Data items:
--
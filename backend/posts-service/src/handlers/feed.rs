/// Feed handlers - home, group, profile and follow feeds
use crate::cache::CachedPage;
use crate::error::Result;
use crate::middleware::{AuthenticatedUser, MaybeUser};
use crate::pagination::PageQuery;
use crate::services::FeedService;
use crate::state::AppState;
use actix_web::http::StatusCode;
use actix_web::{web, HttpResponse};
use tracing::warn;

const JSON_CONTENT_TYPE: &str = "application/json";

fn replay(page: CachedPage) -> HttpResponse {
    let status = StatusCode::from_u16(page.status).unwrap_or(StatusCode::OK);
    HttpResponse::build(status)
        .content_type(page.content_type)
        .body(page.body)
}

/// Home feed. The rendered response is cached under a fixed key for the
/// configured TTL, regardless of the page requested; a cache outage only
/// costs the cache.
pub async fn index(
    state: web::Data<AppState>,
    query: web::Query<PageQuery>,
) -> Result<HttpResponse> {
    let key = state.index_cache.key.as_str();

    match state.page_cache.get(key).await {
        Ok(Some(page)) => return Ok(replay(page)),
        Ok(None) => {}
        Err(e) => warn!(key, error = %e, "Page cache read failed; rendering uncached"),
    }

    let ctx = FeedService::new(state.repo.clone())
        .index(query.raw())
        .await?;

    let page = CachedPage {
        status: StatusCode::OK.as_u16(),
        content_type: JSON_CONTENT_TYPE.to_string(),
        body: serde_json::to_string(&ctx)?,
    };

    if let Err(e) = state
        .page_cache
        .set(key, &page, state.index_cache.ttl)
        .await
    {
        warn!(key, error = %e, "Page cache write failed");
    }

    Ok(replay(page))
}

pub async fn group_posts(
    state: web::Data<AppState>,
    slug: web::Path<String>,
    query: web::Query<PageQuery>,
) -> Result<HttpResponse> {
    let ctx = FeedService::new(state.repo.clone())
        .group_posts(&slug, query.raw())
        .await?;

    Ok(HttpResponse::Ok().json(ctx))
}

pub async fn profile(
    state: web::Data<AppState>,
    username: web::Path<String>,
    query: web::Query<PageQuery>,
    viewer: MaybeUser,
) -> Result<HttpResponse> {
    let ctx = FeedService::new(state.repo.clone())
        .profile(&username, viewer.id(), query.raw())
        .await?;

    Ok(HttpResponse::Ok().json(ctx))
}

/// Posts by the authors the session user follows.
pub async fn follow_index(
    user: AuthenticatedUser,
    state: web::Data<AppState>,
    query: web::Query<PageQuery>,
) -> Result<HttpResponse> {
    let ctx = FeedService::new(state.repo.clone())
        .follow_index(user.0.id, query.raw())
        .await?;

    Ok(HttpResponse::Ok().json(ctx))
}
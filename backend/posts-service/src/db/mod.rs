/// Database access layer
///
/// `PostsRepository` is the seam every handler goes through. Two
/// implementations exist:
/// - `PgPostsRepository`: PostgreSQL via sqlx (production)
/// - `InMemoryPostsRepository`: process-local store for tests and local runs
///
/// Feeds are always ordered newest first (`pub_date DESC, id DESC`).
pub mod memory_repo;
pub mod post_repo;

pub use memory_repo::InMemoryPostsRepository;
pub use post_repo::PgPostsRepository;

use crate::error::Result;
use crate::models::{
    Comment, CommentView, Follow, Group, NewComment, NewPost, Post, PostView, User,
};

/// Which posts a feed shows.
#[derive(Debug, Clone, Copy, PartialEq, Eq)]
pub enum PostFilter {
    /// Every post (home feed)
    All,
    /// Posts published to a group
    Group(i64),
    /// Posts written by a user
    Author(i64),
    /// Posts by authors the given user follows
    FollowedBy(i64),
}

impl PostFilter {
    pub fn matches(&self, post: &Post, follows: &[Follow]) -> bool {
        match *self {
            PostFilter::All => true,
            PostFilter::Group(group_id) => post.group_id == Some(group_id),
            PostFilter::Author(author_id) => post.author_id == author_id,
            PostFilter::FollowedBy(user_id) => follows
                .iter()
                .any(|f| f.user_id == user_id && f.author_id == post.author_id),
        }
    }
}

#[async_trait::async_trait]
pub trait PostsRepository: Send + Sync {
    // -- users & groups ---------------------------------------------------

    async fn find_user_by_username(&self, username: &str) -> Result<Option<User>>;

    /// Users are provisioned by the auth subsystem; this exists for seeding
    /// and tests.
    async fn create_user(&self, username: &str) -> Result<User>;

    async fn find_group(&self, group_id: i64) -> Result<Option<Group>>;

    async fn find_group_by_slug(&self, slug: &str) -> Result<Option<Group>>;

    async fn list_groups(&self) -> Result<Vec<Group>>;

    async fn create_group(&self, title: &str, slug: &str, description: &str) -> Result<Group>;

    // -- posts ------------------------------------------------------------

    async fn count_posts(&self, filter: PostFilter) -> Result<i64>;

    async fn list_posts(&self, filter: PostFilter, limit: i64, offset: i64)
        -> Result<Vec<PostView>>;

    async fn find_post(&self, post_id: i64) -> Result<Option<PostView>>;

    async fn create_post(&self, new_post: NewPost) -> Result<Post>;

    /// Overwrite text, group and author. A `None` image keeps the stored one.
    /// Returns `None` if the post does not exist.
    async fn update_post(&self, post_id: i64, changes: NewPost) -> Result<Option<Post>>;

    async fn delete_post(&self, post_id: i64) -> Result<bool>;

    // -- comments ---------------------------------------------------------

    /// All comments on a post, oldest first.
    async fn list_comments(&self, post_id: i64) -> Result<Vec<CommentView>>;

    async fn create_comment(&self, new_comment: NewComment) -> Result<Comment>;

    // -- follows ----------------------------------------------------------

    async fn is_following(&self, user_id: i64, author_id: i64) -> Result<bool>;

    /// Get-or-create the `user -> author` edge; the flag is true when a new
    /// edge was written. Not serialized against concurrent identical calls.
    async fn get_or_create_follow(&self, user_id: i64, author_id: i64) -> Result<(Follow, bool)>;

    /// Remove every `user -> author` edge; returns how many were removed.
    async fn delete_follow(&self, user_id: i64, author_id: i64) -> Result<u64>;

    /// Backend liveness probe
    async fn ping(&self) -> Result<()> {
        Ok(())
    }
}
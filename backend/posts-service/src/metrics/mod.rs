//! Prometheus metrics for posts-service.
//!
//! Exposes page-cache and write-path collectors and an HTTP handler for the
//! `/metrics` endpoint.

use actix_web::HttpResponse;
use prometheus::{Encoder, TextEncoder};

pub mod cache;
pub mod content;

/// Actix handler that renders Prometheus metrics in text format.
pub async fn serve_metrics() -> HttpResponse {
    let encoder = TextEncoder::new();
    let metric_families = prometheus::gather();

    let mut buffer = Vec::new();
    if let Err(err) = encoder.encode(&metric_families, &mut buffer) {
        return HttpResponse::InternalServerError().body(err.to_string());
    }

    HttpResponse::Ok()
        .content_type(encoder.format_type())
        .body(buffer)
}
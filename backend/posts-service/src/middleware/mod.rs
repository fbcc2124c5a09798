/// HTTP middleware utilities for posts-service
///
/// Session resolution: the auth subsystem issues an HS256 JWT which arrives
/// either as the session cookie or as a Bearer token. `SessionMiddleware`
/// validates it and stores a `CurrentUser` in the request extensions; a
/// missing, invalid or expired token simply leaves the request anonymous.
pub mod permissions;

pub use permissions::*;

use actix_web::dev::{forward_ready, Service, ServiceRequest, ServiceResponse, Transform};
use actix_web::http::header;
use actix_web::{web, Error, FromRequest, HttpMessage, HttpRequest};
use chrono::{Duration, Utc};
use futures::future::LocalBoxFuture;
use jsonwebtoken::{decode, encode, Algorithm, DecodingKey, EncodingKey, Header, Validation};
use serde::{Deserialize, Serialize};
use std::future::{ready, Ready};
use std::rc::Rc;
use std::sync::Arc;
use tracing::debug;

use crate::error::AppError;
use crate::models::User;
use crate::state::AppState;

const SESSION_ALGORITHM: Algorithm = Algorithm::HS256;

// =====================================================================
// Session tokens
// =====================================================================

/// Session user stored in request extensions after the token is validated.
#[derive(Debug, Clone, PartialEq, Eq)]
pub struct CurrentUser {
    pub id: i64,
    pub username: String,
}

#[derive(Debug, Serialize, Deserialize)]
pub struct Claims {
    /// Numeric user id
    pub sub: String,
    pub username: String,
    pub iat: i64,
    pub exp: i64,
}

/// Shared HS256 key pair used to issue and validate session tokens.
pub struct SessionKeys {
    encoding: EncodingKey,
    decoding: DecodingKey,
}

impl SessionKeys {
    pub fn new(secret: &str) -> Self {
        Self {
            encoding: EncodingKey::from_secret(secret.as_bytes()),
            decoding: DecodingKey::from_secret(secret.as_bytes()),
        }
    }

    pub fn issue_token(&self, user: &User, ttl: Duration) -> Result<String, AppError> {
        let now = Utc::now();
        let claims = Claims {
            sub: user.id.to_string(),
            username: user.username.clone(),
            iat: now.timestamp(),
            exp: (now + ttl).timestamp(),
        };

        encode(&Header::new(SESSION_ALGORITHM), &claims, &self.encoding)
            .map_err(|e| AppError::Internal(format!("Failed to issue session token: {e}")))
    }

    pub fn validate(&self, token: &str) -> Option<CurrentUser> {
        let mut validation = Validation::new(SESSION_ALGORITHM);
        validation.validate_exp = true;

        let data = match decode::<Claims>(token, &self.decoding, &validation) {
            Ok(data) => data,
            Err(e) => {
                debug!(error = %e, "Rejected session token");
                return None;
            }
        };

        let id = data.claims.sub.parse::<i64>().ok()?;
        Some(CurrentUser {
            id,
            username: data.claims.username,
        })
    }
}

// =====================================================================
// Session middleware
// =====================================================================

#[derive(Clone)]
pub struct SessionMiddleware {
    keys: Arc<SessionKeys>,
    cookie_name: Rc<str>,
}

impl SessionMiddleware {
    pub fn new(keys: Arc<SessionKeys>, cookie_name: &str) -> Self {
        Self {
            keys,
            cookie_name: Rc::from(cookie_name),
        }
    }
}

impl<S, B> Transform<S, ServiceRequest> for SessionMiddleware
where
    S: Service<ServiceRequest, Response = ServiceResponse<B>, Error = Error> + 'static,
    S::Future: 'static,
    B: 'static,
{
    type Response = ServiceResponse<B>;
    type Error = Error;
    type InitError = ();
    type Transform = SessionMiddlewareService<S>;
    type Future = Ready<Result<Self::Transform, Self::InitError>>;

    fn new_transform(&self, service: S) -> Self::Future {
        ready(Ok(SessionMiddlewareService {
            service: Rc::new(service),
            keys: self.keys.clone(),
            cookie_name: self.cookie_name.clone(),
        }))
    }
}

pub struct SessionMiddlewareService<S> {
    service: Rc<S>,
    keys: Arc<SessionKeys>,
    cookie_name: Rc<str>,
}

impl<S, B> Service<ServiceRequest> for SessionMiddlewareService<S>
where
    S: Service<ServiceRequest, Response = ServiceResponse<B>, Error = Error> + 'static,
    S::Future: 'static,
    B: 'static,
{
    type Response = ServiceResponse<B>;
    type Error = Error;
    type Future = LocalBoxFuture<'static, Result<Self::Response, Self::Error>>;

    forward_ready!(service);

    fn call(&self, req: ServiceRequest) -> Self::Future {
        let service = self.service.clone();

        // A stale cookie must not hide a valid bearer token.
        let user = req
            .cookie(&self.cookie_name)
            .and_then(|c| self.keys.validate(c.value()))
            .or_else(|| {
                req.headers()
                    .get(header::AUTHORIZATION)
                    .and_then(|h| h.to_str().ok())
                    .and_then(|h| h.strip_prefix("Bearer "))
                    .and_then(|t| self.keys.validate(t))
            });

        if let Some(user) = user {
            req.extensions_mut().insert(user);
        }

        Box::pin(async move { service.call(req).await })
    }
}

// =====================================================================
// Extractors
// =====================================================================

/// The session user, if any.
#[derive(Debug, Clone)]
pub struct MaybeUser(pub Option<CurrentUser>);

impl MaybeUser {
    pub fn id(&self) -> Option<i64> {
        self.0.as_ref().map(|u| u.id)
    }
}

impl FromRequest for MaybeUser {
    type Error = Error;
    type Future = Ready<Result<Self, Self::Error>>;

    fn from_request(req: &HttpRequest, _: &mut actix_web::dev::Payload) -> Self::Future {
        ready(Ok(MaybeUser(req.extensions().get::<CurrentUser>().cloned())))
    }
}

/// The session user on login-required routes. Anonymous requests are
/// redirected to the login page with `next` set to the requested path.
#[derive(Debug, Clone)]
pub struct AuthenticatedUser(pub CurrentUser);

impl FromRequest for AuthenticatedUser {
    type Error = AppError;
    type Future = Ready<Result<Self, Self::Error>>;

    fn from_request(req: &HttpRequest, _: &mut actix_web::dev::Payload) -> Self::Future {
        if let Some(user) = req.extensions().get::<CurrentUser>().cloned() {
            return ready(Ok(AuthenticatedUser(user)));
        }

        let login_url = req
            .app_data::<web::Data<AppState>>()
            .map(|state| state.login_url.clone())
            .unwrap_or_else(|| "/auth/login/".to_string());
        let next = req
            .uri()
            .path_and_query()
            .map(|pq| pq.as_str().to_string())
            .unwrap_or_else(|| req.path().to_string());

        debug!(path = %req.path(), "Anonymous request to login-required route");
        ready(Err(AppError::LoginRequired { login_url, next }))
    }
}
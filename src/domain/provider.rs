use std::fmt;
use std::path::PathBuf;

use crate::error::{AppError, AppResult};

#[derive(Debug, Clone, Copy, PartialEq, Eq)]
pub enum ProviderKind {
    Gemini,
    OpenAi,
}

impl ProviderKind {
    pub fn as_str(&self) -> &'static str {
        match self {
            ProviderKind::Gemini => "Gemini",
            ProviderKind::OpenAi => "OpenAI",
        }
    }

    pub fn other(&self) -> ProviderKind {
        match self {
            ProviderKind::Gemini => ProviderKind::OpenAi,
            ProviderKind::OpenAi => ProviderKind::Gemini,
        }
    }

    pub fn parse(value: &str) -> Option<ProviderKind> {
        match value.trim().to_lowercase().as_str() {
            "gemini" => Some(ProviderKind::Gemini),
            "openai" => Some(ProviderKind::OpenAi),
            _ => None,
        }
    }
}

impl fmt::Display for ProviderKind {
    fn fmt(&self, f: &mut fmt::Formatter<'_>) -> fmt::Result {
        f.write_str(self.as_str())
    }
}

/// An API key together with the `.env` file that supplied it.
#[derive(Debug, Clone)]
pub struct Credential {
    pub key: String,
    pub source: PathBuf,
}

/// The provider credentials discovered for one invocation. Resolved once,
/// never mutated afterwards.
#[derive(Debug, Clone, Default)]
pub struct CredentialSet {
    pub gemini: Option<Credential>,
    pub openai: Option<Credential>,
}

impl CredentialSet {
    pub fn get(&self, kind: ProviderKind) -> Option<&Credential> {
        match kind {
            ProviderKind::Gemini => self.gemini.as_ref(),
            ProviderKind::OpenAi => self.openai.as_ref(),
        }
    }

    /// Pick the provider order for this invocation. Gemini wins whenever its
    /// key exists, regardless of which file the scan found first; the other
    /// provider becomes the fallback only when its key was also discovered.
    pub fn select(&self, forced: Option<ProviderKind>) -> AppResult<ProviderSelection> {
        let preferred = match forced {
            Some(kind) => {
                if self.get(kind).is_none() {
                    return Err(AppError::Configuration(format!(
                        "no {kind} API key found in any .env file"
                    )));
                }
                kind
            }
            None if self.gemini.is_some() => ProviderKind::Gemini,
            None if self.openai.is_some() => ProviderKind::OpenAi,
            None => {
                return Err(AppError::Configuration(
                    "no provider credentials found; set GEMINI_API_KEY or OPENAI_API_KEY \
                     in a .env file"
                        .to_string(),
                ));
            }
        };

        let fallback = Some(preferred.other()).filter(|kind| self.get(*kind).is_some());

        Ok(ProviderSelection {
            preferred,
            fallback,
        })
    }
}

#[derive(Debug, Clone, Copy, PartialEq, Eq)]
pub struct ProviderSelection {
    pub preferred: ProviderKind,
    pub fallback: Option<ProviderKind>,
}

#[cfg(test)]
mod tests {
    use super::*;

    fn credential(key: &str) -> Credential {
        Credential {
            key: key.to_string(),
            source: PathBuf::from("/tmp/.env"),
        }
    }

    #[test]
    fn parses_provider_names_case_insensitively() {
        assert_eq!(ProviderKind::parse("GEMINI"), Some(ProviderKind::Gemini));
        assert_eq!(ProviderKind::parse(" openai "), Some(ProviderKind::OpenAi));
        assert_eq!(ProviderKind::parse("claude"), None);
    }

    #[test]
    fn prefers_gemini_when_both_keys_exist() {
        let set = CredentialSet {
            gemini: Some(credential("g-key")),
            openai: Some(credential("o-key")),
        };
        let selection = set.select(None).unwrap();
        assert_eq!(selection.preferred, ProviderKind::Gemini);
        assert_eq!(selection.fallback, Some(ProviderKind::OpenAi));
    }

    #[test]
    fn selects_openai_when_it_is_the_only_key() {
        let set = CredentialSet {
            gemini: None,
            openai: Some(credential("o-key")),
        };
        let selection = set.select(None).unwrap();
        assert_eq!(selection.preferred, ProviderKind::OpenAi);
        assert_eq!(selection.fallback, None);
    }

    #[test]
    fn forced_provider_inverts_the_default_order() {
        let set = CredentialSet {
            gemini: Some(credential("g-key")),
            openai: Some(credential("o-key")),
        };
        let selection = set.select(Some(ProviderKind::OpenAi)).unwrap();
        assert_eq!(selection.preferred, ProviderKind::OpenAi);
        assert_eq!(selection.fallback, Some(ProviderKind::Gemini));
    }

    #[test]
    fn forcing_a_provider_without_a_key_fails() {
        let set = CredentialSet {
            gemini: Some(credential("g-key")),
            openai: None,
        };
        assert!(set.select(Some(ProviderKind::OpenAi)).is_err());
    }

    #[test]
    fn empty_set_fails_selection() {
        assert!(CredentialSet::default().select(None).is_err());
    }
}
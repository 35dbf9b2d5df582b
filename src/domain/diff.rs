/// Raw output of `git diff --cached`, captured once per invocation.
#[derive(Debug, Clone)]
pub struct StagedDiff(String);

impl StagedDiff {
    pub fn new(raw: impl Into<String>) -> Self {
        Self(raw.into())
    }

    pub fn as_str(&self) -> &str {
        &self.0
    }

    pub fn is_empty(&self) -> bool {
        self.0.trim().is_empty()
    }
}

#[cfg(test)]
mod tests {
    use super::*;

    #[test]
    fn whitespace_only_diff_counts_as_empty() {
        assert!(StagedDiff::new("").is_empty());
        assert!(StagedDiff::new("  \n\t\n").is_empty());
        assert!(!StagedDiff::new("+line").is_empty());
    }
}
use std::io;

use thiserror::Error;

use crate::domain::provider::ProviderKind;

#[derive(Debug, Error)]
pub enum AppError {
    #[error("configuration error: {0}")]
    Configuration(String),
    #[error("nothing staged for commit; stage changes with `git add` first")]
    EmptyDiff,
    #[error("version control error: {0}")]
    VersionControl(String),
    /// A provider attempt failed. Recoverable while another provider remains
    /// in the fallback chain.
    #[error("{provider} request failed: {message}")]
    Provider {
        provider: ProviderKind,
        message: String,
    },
    #[error("no usable text in the {provider} response: {reason}")]
    Extraction {
        provider: ProviderKind,
        reason: String,
    },
    #[error("commit aborted: no message was provided")]
    Aborted,
    #[error(transparent)]
    Io(#[from] io::Error),
}

pub type AppResult<T> = Result<T, AppError>;
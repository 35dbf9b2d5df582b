use std::time::Duration;

use async_trait::async_trait;
use reqwest::{Client, StatusCode};
use serde::{Deserialize, Serialize};
use tracing::debug;

use crate::domain::provider::ProviderKind;
use crate::error::{AppError, AppResult};
use crate::services::LanguageModelService;

const ENDPOINT: &str = "https://api.openai.com/v1/chat/completions";
const REQUEST_TIMEOUT: Duration = Duration::from_secs(60);

pub struct OpenAiClient {
    http: Client,
    api_key: String,
    model: String,
    temperature: f64,
}

impl OpenAiClient {
    pub fn new(api_key: String, model: String, temperature: f64) -> AppResult<Self> {
        let http = Client::builder()
            .timeout(REQUEST_TIMEOUT)
            .build()
            .map_err(|err| AppError::Configuration(format!("failed to build HTTP client: {err}")))?;
        Ok(Self {
            http,
            api_key,
            model,
            temperature,
        })
    }
}

#[async_trait]
impl LanguageModelService for OpenAiClient {
    fn kind(&self) -> ProviderKind {
        ProviderKind::OpenAi
    }

    async fn generate_commit_message(&self, prompt: &str) -> AppResult<String> {
        debug!(model = %self.model, "requesting commit message from OpenAI");

        let response = self
            .http
            .post(ENDPOINT)
            .bearer_auth(&self.api_key)
            .json(&ChatCompletionRequest::new(
                &self.model,
                prompt,
                self.temperature,
            ))
            .send()
            .await
            .map_err(|err| provider_error(format!("network failure: {err}")))?;

        let status = response.status();
        let body = response
            .text()
            .await
            .map_err(|err| provider_error(format!("network failure: {err}")))?;

        parse_response(status, &body)
    }
}

fn provider_error(message: String) -> AppError {
    AppError::Provider {
        provider: ProviderKind::OpenAi,
        message,
    }
}

fn extraction_error(reason: String) -> AppError {
    AppError::Extraction {
        provider: ProviderKind::OpenAi,
        reason,
    }
}

/// Same classification rules as the Gemini client: an `error` object or an
/// error status is a provider failure, a body without usable choice text is
/// an extraction failure.
fn parse_response(status: StatusCode, body: &str) -> AppResult<String> {
    let parsed: ChatCompletionResponse = match serde_json::from_str(body) {
        Ok(parsed) => parsed,
        Err(_) if !status.is_success() => {
            return Err(provider_error(format!("HTTP {status}")));
        }
        Err(err) => {
            return Err(extraction_error(format!("response was not valid JSON: {err}")));
        }
    };

    if let Some(error) = parsed.error {
        return Err(provider_error(
            error.message.unwrap_or_else(|| format!("HTTP {status}")),
        ));
    }
    if !status.is_success() {
        return Err(provider_error(format!("HTTP {status}")));
    }

    parsed
        .choices
        .into_iter()
        .next()
        .and_then(|choice| choice.message)
        .and_then(|message| message.content)
        .filter(|text| !text.trim().is_empty())
        .ok_or_else(|| extraction_error("no choice text in response".to_string()))
}

#[derive(Serialize)]
struct ChatCompletionRequest {
    model: String,
    messages: Vec<ChatMessage>,
    temperature: f64,
}

impl ChatCompletionRequest {
    fn new(model: &str, prompt: &str, temperature: f64) -> Self {
        Self {
            model: model.to_string(),
            messages: vec![ChatMessage {
                role: "user",
                content: prompt.to_string(),
            }],
            temperature,
        }
    }
}

#[derive(Serialize)]
struct ChatMessage {
    role: &'static str,
    content: String,
}

#[derive(Deserialize)]
struct ChatCompletionResponse {
    #[serde(default)]
    choices: Vec<Choice>,
    #[serde(default)]
    error: Option<ApiError>,
}

#[derive(Deserialize)]
struct Choice {
    message: Option<ResponseMessage>,
}

#[derive(Deserialize)]
struct ResponseMessage {
    content: Option<String>,
}

#[derive(Deserialize)]
struct ApiError {
    message: Option<String>,
}

#[cfg(test)]
mod tests {
    use super::*;
    use serde_json::json;

    #[test]
    fn request_body_matches_the_wire_format() {
        let request = ChatCompletionRequest::new("gpt-4o-mini", "describe this diff", 0.3);
        let value = serde_json::to_value(&request).unwrap();
        assert_eq!(
            value,
            json!({
                "model": "gpt-4o-mini",
                "messages": [{"role": "user", "content": "describe this diff"}],
                "temperature": 0.3,
            })
        );
    }

    #[test]
    fn extracts_choice_text_unmodified() {
        let body = json!({
            "id": "chatcmpl-1",
            "choices": [{
                "index": 0,
                "message": {"role": "assistant", "content": "Tighten resolver bounds"},
                "finish_reason": "stop",
            }]
        })
        .to_string();

        let text = parse_response(StatusCode::OK, &body).unwrap();
        assert_eq!(text, "Tighten resolver bounds");
    }

    #[test]
    fn error_object_is_a_provider_failure() {
        let body = json!({
            "error": {
                "message": "Incorrect API key provided",
                "type": "invalid_request_error",
            }
        })
        .to_string();

        match parse_response(StatusCode::UNAUTHORIZED, &body) {
            Err(AppError::Provider { message, .. }) => {
                assert_eq!(message, "Incorrect API key provided");
            }
            other => panic!("expected provider error, got {other:?}"),
        }
    }

    #[test]
    fn choice_text_containing_the_word_error_is_still_a_success() {
        let body = json!({
            "choices": [{
                "message": {"role": "assistant", "content": "Propagate error codes from git"},
            }]
        })
        .to_string();

        let text = parse_response(StatusCode::OK, &body).unwrap();
        assert_eq!(text, "Propagate error codes from git");
    }

    #[test]
    fn missing_choices_are_an_extraction_failure() {
        match parse_response(StatusCode::OK, "{}") {
            Err(AppError::Extraction { .. }) => {}
            other => panic!("expected extraction error, got {other:?}"),
        }
    }

    #[test]
    fn unparseable_success_body_is_an_extraction_failure() {
        match parse_response(StatusCode::OK, "not json") {
            Err(AppError::Extraction { .. }) => {}
            other => panic!("expected extraction error, got {other:?}"),
        }
    }
}
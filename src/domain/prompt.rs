use crate::domain::diff::StagedDiff;

/// Instruction block sent ahead of the diff. Only the diff varies per call.
const INSTRUCTIONS: &str = "\
Write a git commit message for the staged changes shown below.

Rules:
- The first line is a short description of the change. Do not use the word \"summary\" anywhere in it.
- If the changes add functions, follow with a \"Functions Added:\" section listing one function name per line as a dash bullet.
- If the changes remove functions, add a \"Functions Removed:\" section in the same form.
- Leave a section out entirely when it has no entries. Never write \"None\".
- Reply with the commit message only, no surrounding commentary.";

pub fn build_prompt(diff: &StagedDiff) -> String {
    format!("{INSTRUCTIONS}\n\nStaged diff:\n\n{}", diff.as_str())
}
use async_trait::async_trait;

use crate::domain::provider::ProviderKind;
use crate::error::AppResult;

#[async_trait]
pub trait LanguageModelService: Send + Sync {
    fn kind(&self) -> ProviderKind;
    async fn generate_commit_message(&self, prompt: &str) -> AppResult<String>;
}
pub mod language_model;
pub mod version_control;

pub use language_model::LanguageModelService;
pub use version_control::VersionControlService;
// 🏗️ Group Parser - Raw file bytes → RecordGroup

use crate::error::{ConvertError, Result};
use crate::record::RecordGroup;
use std::fs;
use std::path::Path;
use tracing::debug;

// ============================================================================
// CORE TRAIT
// ============================================================================

/// GroupParser - Turns one input file into one RecordGroup
///
/// Reading and decoding are separate steps so a missing file and a
/// malformed one surface as different failures.
pub trait GroupParser {
    /// Decode already-read bytes. `file_path` is only used for error context.
    fn decode(&self, file_path: &Path, bytes: &[u8]) -> Result<RecordGroup>;

    /// Read the whole file, then decode it
    fn parse(&self, file_path: &Path) -> Result<RecordGroup> {
        let bytes = fs::read(file_path).map_err(|source| ConvertError::Read {
            path: file_path.to_path_buf(),
            source,
        })?;
        debug!(file = %file_path.display(), bytes = bytes.len(), "read input file");

        self.decode(file_path, &bytes)
    }
}

// ============================================================================
// JSON PARSER
// ============================================================================

/// JSON documents of the form `{"title": ..., "content": [{"zekr": ...}, ...]}`
#[derive(Debug, Default, Clone, Copy)]
pub struct JsonGroupParser;

impl JsonGroupParser {
    pub fn new() -> Self {
        JsonGroupParser
    }
}

impl GroupParser for JsonGroupParser {
    fn decode(&self, file_path: &Path, bytes: &[u8]) -> Result<RecordGroup> {
        serde_json::from_slice(bytes).map_err(|source| ConvertError::Decode {
            path: file_path.to_path_buf(),
            source,
        })
    }
}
--
### Your task
Wherever the string "assistant" appears in the entries above, return the line it appears on.

### Answer space
                "message": {"role": "assistant", "content": "Tighten resolver bounds"},
                "message": {"role": "assistant", "content": "Propagate error codes from git"},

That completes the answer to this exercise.